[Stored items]

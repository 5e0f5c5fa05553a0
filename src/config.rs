//! Construction parameters shared by an analyzer and a synthesizer.

use alloc::sync::Arc;

use crate::error::{ConfigError, StftError};
use crate::fixed::{Rounding, Q};
use crate::rfft::{is_supported_size, native_q, STRIDE};
use crate::window::{cola_deviation, cola_sqrt_hann_q15};

/// Default maximum relative COLA deviation accepted by the synthesizer (1 %).
pub const DEFAULT_COLA_TOLERANCE: f32 = 0.01;

/// Immutable STFT geometry and window table.
///
/// All validation happens in [`StftConfig::new`]; a config that exists is
/// usable by every processing object in this crate. Cloning is cheap: the
/// window table is shared.
///
/// ```
/// use qstft::{window::cola_sqrt_hann_q15, StftConfig};
///
/// let window = cola_sqrt_hann_q15(256, 128).unwrap();
/// let config = StftConfig::new(256, 128, 256, window).unwrap();
/// assert_eq!(config.bins(), 129);
/// ```
#[derive(Debug, Clone, PartialEq)]
pub struct StftConfig {
    window_length: usize,
    hop_size: usize,
    fft_size: usize,
    window: Arc<[i16]>,
    native_q: Q,
    rounding: Rounding,
    cola_tolerance: f32,
}

impl StftConfig {
    /// Validate and build a configuration.
    ///
    /// Checks, in order: non-zero window and hop, `hop_size <= window_length`,
    /// a window table of `window_length` coefficients, a power-of-two
    /// `fft_size` no shorter than the window, and an FFT size the engine
    /// supports.
    pub fn new(
        window_length: usize,
        hop_size: usize,
        fft_size: usize,
        window: impl Into<Arc<[i16]>>,
    ) -> Result<Self, StftError> {
        let window = window.into();
        if window_length == 0 {
            return Err(ConfigError::ZeroWindowLength.into());
        }
        if hop_size == 0 {
            return Err(ConfigError::ZeroHopSize.into());
        }
        if hop_size > window_length {
            return Err(ConfigError::HopExceedsWindow {
                hop: hop_size,
                window: window_length,
            }
            .into());
        }
        if window.len() != window_length {
            return Err(ConfigError::WindowTableLength {
                expected: window_length,
                actual: window.len(),
            }
            .into());
        }
        if !fft_size.is_power_of_two() {
            return Err(ConfigError::NonPowerOfTwo(fft_size).into());
        }
        if fft_size < window_length {
            return Err(ConfigError::FftShorterThanWindow {
                fft: fft_size,
                window: window_length,
            }
            .into());
        }
        if !is_supported_size(fft_size) {
            return Err(StftError::UnsupportedSize(fft_size));
        }
        Ok(Self {
            window_length,
            hop_size,
            fft_size,
            window,
            native_q: native_q(fft_size)?,
            rounding: Rounding::default(),
            cola_tolerance: DEFAULT_COLA_TOLERANCE,
        })
    }

    /// 30 ms frames every 10 ms at 16 kHz: 480-sample window, 160-sample
    /// hop, 512-point FFT and a unit-gain sqrt-Hann table.
    pub fn speech_16k() -> Result<Self, StftError> {
        let window = cola_sqrt_hann_q15(480, 160)?;
        Self::new(480, 160, 512, window)
    }

    /// Rounding applied when bins are rescaled and when synthesis shifts.
    pub fn with_rounding(mut self, rounding: Rounding) -> Self {
        self.rounding = rounding;
        self
    }

    /// Maximum relative COLA deviation the synthesizer accepts, in `[0, 1]`.
    pub fn with_cola_tolerance(mut self, tolerance: f32) -> Result<Self, ConfigError> {
        if !tolerance.is_finite() || !(0.0..=1.0).contains(&tolerance) {
            return Err(ConfigError::InvalidColaTolerance);
        }
        self.cola_tolerance = tolerance;
        Ok(self)
    }

    #[inline]
    pub fn window_length(&self) -> usize {
        self.window_length
    }

    #[inline]
    pub fn hop_size(&self) -> usize {
        self.hop_size
    }

    #[inline]
    pub fn fft_size(&self) -> usize {
        self.fft_size
    }

    /// Number of complex bins per frame, `fft_size / 2 + 1`.
    #[inline]
    pub fn bins(&self) -> usize {
        self.fft_size / STRIDE + 1
    }

    /// Q15 window coefficients.
    #[inline]
    pub fn window(&self) -> &[i16] {
        &self.window
    }

    /// Shared handle to the window table.
    pub fn window_table(&self) -> &Arc<[i16]> {
        &self.window
    }

    /// Scale of the forward transform output for this FFT size.
    #[inline]
    pub fn native_q(&self) -> Q {
        self.native_q
    }

    #[inline]
    pub fn rounding(&self) -> Rounding {
        self.rounding
    }

    #[inline]
    pub fn cola_tolerance(&self) -> f32 {
        self.cola_tolerance
    }

    /// Relative deviation of the squared window from constant overlap-add.
    pub fn cola_deviation(&self) -> f32 {
        cola_deviation(&self.window, self.hop_size)
    }

    /// Fail with [`ConfigError::NotColaCompliant`] unless the window
    /// overlap-adds to a constant within the configured tolerance.
    pub fn check_cola(&self) -> Result<(), ConfigError> {
        let deviation = self.cola_deviation();
        if deviation <= self.cola_tolerance {
            return Ok(());
        }
        let deviation_ppm = if deviation.is_finite() {
            libm::roundf(deviation * 1e6).min(u32::MAX as f32) as u32
        } else {
            u32::MAX
        };
        log::warn!(
            "window of {} samples is not COLA at hop {}: deviation {deviation_ppm} ppm exceeds {} ppm",
            self.window_length,
            self.hop_size,
            libm::roundf(self.cola_tolerance * 1e6) as u32,
        );
        Err(ConfigError::NotColaCompliant { deviation_ppm })
    }
}
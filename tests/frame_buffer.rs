use proptest::prelude::*;
use qstft::{ConfigError, WindowedFrameBuffer};

/// Feeding a counting sequence, the buffer always holds the latest
/// `window_length` samples in order, with zeros before the stream starts.
#[test]
fn counting_sequence_slides_in_order() {
    let (win, hop) = (480, 160);
    let mut buf = WindowedFrameBuffer::new(win, hop).unwrap();
    let mut next = 0i32;
    for _ in 0..10 {
        let hop_samples: Vec<i16> = (0..hop as i32).map(|i| (next + i) as i16).collect();
        next += hop as i32;
        buf.append(&hop_samples).unwrap();
        let expected: Vec<i16> = (next - win as i32..next)
            .map(|t| if t < 0 { 0 } else { t as i16 })
            .collect();
        assert_eq!(buf.samples(), expected.as_slice());
    }
}

#[test]
fn geometry_errors() {
    assert_eq!(
        WindowedFrameBuffer::new(160, 480),
        Err(ConfigError::HopExceedsWindow {
            hop: 480,
            window: 160
        })
    );
    let buf = WindowedFrameBuffer::new(256, 64).unwrap();
    assert_eq!(buf.window_length(), 256);
    assert_eq!(buf.hop_size(), 64);
}

proptest! {
    #[test]
    fn prop_buffer_holds_latest_window(win in 1usize..64, hop_frac in 1usize..=64, calls in 1usize..20) {
        let hop = 1 + (hop_frac - 1) % win;
        let mut buf = WindowedFrameBuffer::new(win, hop).unwrap();
        let mut history: Vec<i16> = vec![0; win];
        for c in 0..calls {
            let samples: Vec<i16> = (0..hop).map(|i| (c * hop + i + 1) as i16).collect();
            buf.append(&samples).unwrap();
            history.extend_from_slice(&samples);
        }
        prop_assert_eq!(buf.samples(), &history[history.len() - win..]);
    }
}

What you need to do: Nothing but an exact repetition of the entries is expected here.

Response to the task:
repository 5e0f5c5fa05553a0
filename src/config.rs
//! Construction parameters shared by an analyzer and a synthesizer.

use alloc::sync::Arc;

use crate::error::{ConfigError, StftError};
use crate::fixed::{Rounding, Q};
use crate::rfft::{is_supported_size, native_q, STRIDE};
use crate::window::{cola_deviation, cola_sqrt_hann_q15};

/// Default maximum relative COLA deviation accepted by the synthesizer (1 %).
pub const DEFAULT_COLA_TOLERANCE: f32 = 0.01;

/// Immutable STFT geometry and window table.
///
/// All validation happens in [`StftConfig::new`]; a config that exists is
/// usable by every processing object in this crate. Cloning is cheap: the
/// window table is shared.
///
/// ```
/// use qstft::{window::cola_sqrt_hann_q15, StftConfig};
///
/// let window = cola_sqrt_hann_q15(256, 128).unwrap();
/// let config = StftConfig::new(256, 128, 256, window).unwrap();
/// assert_eq!(config.bins(), 129);
/// ```
#[derive(Debug, Clone, PartialEq)]
pub struct StftConfig {
    window_length: usize,
    hop_size: usize,
    fft_size: usize,
    window: Arc<[i16]>,
    native_q: Q,
    rounding: Rounding,
    cola_tolerance: f32,
}

impl StftConfig {
    /// Validate and build a configuration.
    ///
    /// Checks, in order: non-zero window and hop, `hop_size <= window_length`,
    /// a window table of `window_length` coefficients, a power-of-two
    /// `fft_size` no shorter than the window, and an FFT size the engine
    /// supports.
    pub fn new(
        window_length: usize,
        hop_size: usize,
        fft_size: usize,
        window: impl Into<Arc<[i16]>>,
    ) -> Result<Self, StftError> {
        let window = window.into();
        if window_length == 0 {
            return Err(ConfigError::ZeroWindowLength.into());
        }
        if hop_size == 0 {
            return Err(ConfigError::ZeroHopSize.into());
        }
        if hop_size > window_length {
            return Err(ConfigError::HopExceedsWindow {
                hop: hop_size,
                window: window_length,
            }
            .into());
        }
        if window.len() != window_length {
            return Err(ConfigError::WindowTableLength {
                expected: window_length,
                actual: window.len(),
            }
            .into());
        }
        if !fft_size.is_power_of_two() {
            return Err(ConfigError::NonPowerOfTwo(fft_size).into());
        }
        if fft_size < window_length {
            return Err(ConfigError::FftShorterThanWindow {
                fft: fft_size,
                window: window_length,
            }
            .into());
        }
        if !is_supported_size(fft_size) {
            return Err(StftError::UnsupportedSize(fft_size));
        }
        Ok(Self {
            window_length,
            hop_size,
            fft_size,
            window,
            native_q: native_q(fft_size)?,
            rounding: Rounding::default(),
            cola_tolerance: DEFAULT_COLA_TOLERANCE,
        })
    }

    /// 30 ms frames every 10 ms at 16 kHz: 480-sample window, 160-sample
    /// hop, 512-point FFT and a unit-gain sqrt-Hann table.
    pub fn speech_16k() -> Result<Self, StftError> {
        let window = cola_sqrt_hann_q15(480, 160)?;
        Self::new(480, 160, 512, window)
    }

    /// Rounding applied when bins are rescaled and when synthesis shifts.
    pub fn with_rounding(mut self, rounding: Rounding) -> Self {
        self.rounding = rounding;
        self
    }

    /// Maximum relative COLA deviation the synthesizer accepts, in `[0, 1]`.
    pub fn with_cola_tolerance(mut self, tolerance: f32) -> Result<Self, ConfigError> {
        if !tolerance.is_finite() || !(0.0..=1.0).contains(&tolerance) {
            return Err(ConfigError::InvalidColaTolerance);
        }
        self.cola_tolerance = tolerance;
        Ok(self)
    }

    #[inline]
    pub fn window_length(&self) -> usize {
        self.window_length
    }

    #[inline]
    pub fn hop_size(&self) -> usize {
        self.hop_size
    }

    #[inline]
    pub fn fft_size(&self) -> usize {
        self.fft_size
    }

    /// Number of complex bins per frame, `fft_size / 2 + 1`.
    #[inline]
    pub fn bins(&self) -> usize {
        self.fft_size / STRIDE + 1
    }

    /// Q15 window coefficients.
    #[inline]
    pub fn window(&self) -> &[i16] {
        &self.window
    }

    /// Shared handle to the window table.
    pub fn window_table(&self) -> &Arc<[i16]> {
        &self.window
    }

    /// Scale of the forward transform output for this FFT size.
    #[inline]
    pub fn native_q(&self) -> Q {
        self.native_q
    }

    #[inline]
    pub fn rounding(&self) -> Rounding {
        self.rounding
    }

    #[inline]
    pub fn cola_tolerance(&self) -> f32 {
        self.cola_tolerance
    }

    /// Relative deviation of the squared window from constant overlap-add.
    pub fn cola_deviation(&self) -> f32 {
        cola_deviation(&self.window, self.hop_size)
    }

    /// Fail with [`ConfigError::NotColaCompliant`] unless the window
    /// overlap-adds to a constant within the configured tolerance.
    pub fn check_cola(&self) -> Result<(), ConfigError> {
        let deviation = self.cola_deviation();
        if deviation <= self.cola_tolerance {
            return Ok(());
        }
        let deviation_ppm = if deviation.is_finite() {
            libm::roundf(deviation * 1e6).min(u32::MAX as f32) as u32
        } else {
            u32::MAX
        };
        log::warn!(
            "window of {} samples is not COLA at hop {}: deviation {deviation_ppm} ppm exceeds {} ppm",
            self.window_length,
            self.hop_size,
            libm::roundf(self.cola_tolerance * 1e6) as u32,
        );
        Err(ConfigError::NotColaCompliant { deviation_ppm })
    }
}
filename tests/frame_buffer.rs
use proptest::prelude::*;
use qstft::{ConfigError, WindowedFrameBuffer};

/// Feeding a counting sequence, the buffer always holds the latest
/// `window_length` samples in order, with zeros before the stream starts.
#[test]
fn counting_sequence_slides_in_order() {
    let (win, hop) = (480, 160);
    let mut buf = WindowedFrameBuffer::new(win, hop).unwrap();
    let mut next = 0i32;
    for _ in 0..10 {
        let hop_samples: Vec<i16> = (0..hop as i32).map(|i| (next + i) as i16).collect();
        next += hop as i32;
        buf.append(&hop_samples).unwrap();
        let expected: Vec<i16> = (next - win as i32..next)
            .map(|t| if t < 0 { 0 } else { t as i16 })
            .collect();
        assert_eq!(buf.samples(), expected.as_slice());
    }
}

#[test]
fn geometry_errors() {
    assert_eq!(
        WindowedFrameBuffer::new(160, 480),
        Err(ConfigError::HopExceedsWindow {
            hop: 480,
            window: 160
        })
    );
    let buf = WindowedFrameBuffer::new(256, 64).unwrap();
    assert_eq!(buf.window_length(), 256);
    assert_eq!(buf.hop_size(), 64);
}

proptest! {
    #[test]
    fn prop_buffer_holds_latest_window(win in 1usize..64, hop_frac in 1usize..=64, calls in 1usize..20) {
        let hop = 1 + (hop_frac - 1) % win;
        let mut buf = WindowedFrameBuffer::new(win, hop).unwrap();
        let mut history: Vec<i16> = vec![0; win];
        for c in 0..calls {
            let samples: Vec<i16> = (0..hop).map(|i| (c * hop + i + 1) as i16).collect();
            buf.append(&samples).unwrap();
            history.extend_from_slice(&samples);
        }
        prop_assert_eq!(buf.samples(), &history[history.len() - win..]);
    }
}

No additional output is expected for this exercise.